Even as Congressmen object mindlessly to a review of the Constitution after a reasonable span of 50 years, they are blissfully unaware that Jawaharlal Nehru had got the Congress Working Committee to set up a 10-member Committee on 4 April 1954 under his own Chairmanship “to study the question of changes in the Constitution and the Representation of People Act and to suggest amendments” in the light of difficulties experienced by the Centre and the State Governments. That was just four years after the Constitution came into effect!

We need to ask a few questions. Is the Congress justified in its opposition to the review? The answer is an emphatic no. In fact, it would have talked differently if Sonia Gandhi and her aides on the one hand, and the powers that be and their advisers on the other were not ignoramuses. Even as Congressmen object mindlessly to a review of the Constitution after a reasonable span of 50 years, they are blissfully unaware that Jawaharlal Nehru had got the Congress Working Committee to set up a 10-member Committee on 4 April 1954 under his own Chairmanship “to study the question of changes in the Constitution and the Representation of People Act and to suggest amendments” in the light of difficulties experienced by the Centre and the State Governments. That was just four years after the Constitution came into effect!

Indira Gandhi next set up a Congress panel, headed by Swaran Singh, in 1976 to take a good, fresh look at the Constitution and make whatever recommendations it considered necessary for stability, development and the well-being and happiness of the masses. It was even permitted to go into the question whether India should continue with the Westminster model or switch over to the presidential form of Government. That the panel favoured the former is another matter.

The Swaran Singh panel also went into the bar imposed by the Supreme Court on Parliament in the Kesavanand Bharati case against amending the basic structure of the Constitution. He proposed that Parliament’s supremacy in the matter be restored by providing that the Constitutional amendments made by it “shall not be called into question in any court on any ground.” The idea was, however, dropped when top legal experts cautioned that the Constitution could well become a book of contradictions if Parliament was allowed unlimited power to amend and upset the delicate equilibrium between the executive, the legislature and the judiciary.

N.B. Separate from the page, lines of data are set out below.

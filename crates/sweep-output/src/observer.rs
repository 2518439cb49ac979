//! `SweepOutputObserver<W>` bridges `SimObserver` to an `OutputWriter`.

use sweep_core::OccupantId;
use sweep_sim::{Event, SimObserver, Snapshot};

use crate::row::{AgentRef, ClearedRow, DoorRow, EventRow, TrackRow};
use crate::series::VisitHeatmap;
use crate::writer::OutputWriter;
use crate::{OutputError, OutputResult};

/// A [`SimObserver`] that streams trajectories, events and the cleared
/// count to any [`OutputWriter`] backend, then writes door states and the
/// visit heatmap when the run ends.
///
/// Errors from the writer are stored internally because `SimObserver`
/// methods have no return value.  After `engine.run()` returns, check for
/// errors with [`take_error`][Self::take_error].
pub struct SweepOutputObserver<W: OutputWriter> {
    writer:     W,
    last_error: Option<OutputError>,
}

impl<W: OutputWriter> SweepOutputObserver<W> {
    pub fn new(writer: W) -> Self {
        Self { writer, last_error: None }
    }

    /// Take the first write error (if any).
    pub fn take_error(&mut self) -> Option<OutputError> {
        self.last_error.take()
    }

    /// Unwrap the inner writer.
    pub fn into_writer(self) -> W {
        self.writer
    }

    fn store_err(&mut self, result: OutputResult<()>) {
        if let Err(e) = result {
            // Keep only the first error.
            if self.last_error.is_none() {
                self.last_error = Some(e);
            }
        }
    }
}

fn track_rows(snapshot: &Snapshot<'_>) -> Vec<TrackRow> {
    let tick = snapshot.tick.0;
    let responder = TrackRow {
        agent: AgentRef::Responder,
        tick,
        y: snapshot.responder.row,
        x: snapshot.responder.col,
    };
    let occupants = snapshot.occupants.iter().enumerate().map(|(i, cell)| TrackRow {
        agent: AgentRef::Occupant(OccupantId(i as u32)),
        tick,
        y: cell.row,
        x: cell.col,
    });
    std::iter::once(responder).chain(occupants).collect()
}

fn door_rows(snapshot: &Snapshot<'_>) -> Vec<DoorRow> {
    snapshot
        .plan
        .doors()
        .iter()
        .enumerate()
        .map(|(i, door)| DoorRow {
            door_idx: i as u32,
            door_y:   door.row,
            door_x:   door.col,
            cleared:  snapshot.cleared.get(i).copied().unwrap_or(false),
        })
        .collect()
}

impl<W: OutputWriter> SimObserver for SweepOutputObserver<W> {
    fn on_event(&mut self, event: &Event) {
        let result = EventRow::from_event(event).and_then(|row| self.writer.write_event(&row));
        self.store_err(result);
    }

    fn on_step(&mut self, snapshot: &Snapshot<'_>) {
        let result = self.writer.write_tracks(&track_rows(snapshot));
        self.store_err(result);

        let row = ClearedRow {
            tick:    snapshot.tick.0,
            cleared: snapshot.cleared_count() as u32,
        };
        let result = self.writer.write_cleared(&row);
        self.store_err(result);
    }

    fn on_sim_end(&mut self, snapshot: &Snapshot<'_>) {
        let result = self.writer.write_doors(&door_rows(snapshot));
        self.store_err(result);

        let result = self.writer.write_heatmap(&VisitHeatmap::from_snapshot(snapshot));
        self.store_err(result);

        let result = self.writer.finish();
        self.store_err(result);
    }
}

Top Congress leaders are presently talking ad näuseum of the “basic structure” of the Constitution and how Parliament is barred from changing it. Yet they (and even Government leaders and their aides) are unaware that Indira Gandhi rubbished the concept in the Lok Sabha on 27 October 1976. She said: “Revision and adjustment in changing conditions are part and parcel of our Constitution. Those who want to fix it in a rigid and unalterable frame do not know the spirit of our Constitution and are entirely out of tune with the spirit of new India… We have always maintained that Parliament has an unfettered, unqualified and unbridgeable right to amend the Constitution. We do not accept the dogma of basic structure!”

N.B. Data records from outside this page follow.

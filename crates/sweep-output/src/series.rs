//! Visit heatmap derived from the recorded trajectories.

use sweep_core::Cell;
use sweep_sim::Snapshot;

/// Weight of one responder visit in the heatmap.
pub const RESPONDER_WEIGHT: u32 = 2;

/// Weight of one occupant visit in the heatmap.
pub const OCCUPANT_WEIGHT: u32 = 1;

/// Per-cell visit weights over all recorded trajectories.
#[derive(Debug, Clone, PartialEq, Eq)]
pub struct VisitHeatmap {
    height:  usize,
    width:   usize,
    weights: Vec<u32>,
}

impl VisitHeatmap {
    /// Accumulate every trajectory in `snapshot`.  Responder visits weigh
    /// [`RESPONDER_WEIGHT`], occupant visits [`OCCUPANT_WEIGHT`].
    pub fn from_snapshot(snapshot: &Snapshot<'_>) -> Self {
        let layout = snapshot.layout();
        let mut map = Self {
            height:  layout.height(),
            width:   layout.width(),
            weights: vec![0; layout.height() * layout.width()],
        };
        for &cell in snapshot.responder_track {
            map.add(cell, RESPONDER_WEIGHT);
        }
        for track in snapshot.occupant_tracks {
            for &cell in track {
                map.add(cell, OCCUPANT_WEIGHT);
            }
        }
        map
    }

    fn add(&mut self, cell: Cell, weight: u32) {
        if let Some(i) = self.offset(cell) {
            self.weights[i] += weight;
        }
    }

    fn offset(&self, cell: Cell) -> Option<usize> {
        let (row, col) = (usize::try_from(cell.row).ok()?, usize::try_from(cell.col).ok()?);
        (row < self.height && col < self.width).then_some(row * self.width + col)
    }

    /// Rows top to bottom.
    pub fn rows(&self) -> impl Iterator<Item = &[u32]> + '_ {
        self.weights.chunks(self.width.max(1))
    }

    /// Non-zero cells in row-major order.
    pub fn visited(&self) -> impl Iterator<Item = (Cell, u32)> + '_ {
        self.weights.iter().enumerate().filter(|&(_, &w)| w > 0).map(|(i, &w)| {
            let cell = Cell::new((i / self.width) as i32, (i % self.width) as i32);
            (cell, w)
        })
    }
}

That is not all. At one stage Indira Gandhi even toyed with the idea of setting up a Constituent Assembly to ensure that the Constitutional amendments she favoured did not run into difficulty with the Supreme Court because of the Kesavanand Bharati case. But she dropped the move once it was pointed out that a proposal mooted in the Constituent Assembly for providing for such a body was turned down by the Founding Fathers. Expert opinion eventually persuaded Indira Gandhi to get Parliament to amend the Constitution as Parliament on the ground that “there is something bigger than all of us, that is the nation and the future.”

In my opinion, the review has not come a day too soon. In fact, the demand for a fresh look at the Constitution has grown with each passing year in preference to hasty ad hoc amendments totalling 70. Way back on 31 March 1974, I raised the issue nationally through a cover story in the Illustrated Weekly, then India’s leading magazine edited by Khushwant Singh, fervently pleading for effective steps “to stop the slideback to a feudal, sham democracy.” A welcome and heart-warming endorsement came from Loknayak Jayaprakash Narayan who wrote from Patna: “I congratulate you on your article on the erosion of democracy in our country.”

The exercise would still be most useful so long as it tells us “whether it is the Constitution that has failed us or whether we have failed the Constitution” — and what needs to be done.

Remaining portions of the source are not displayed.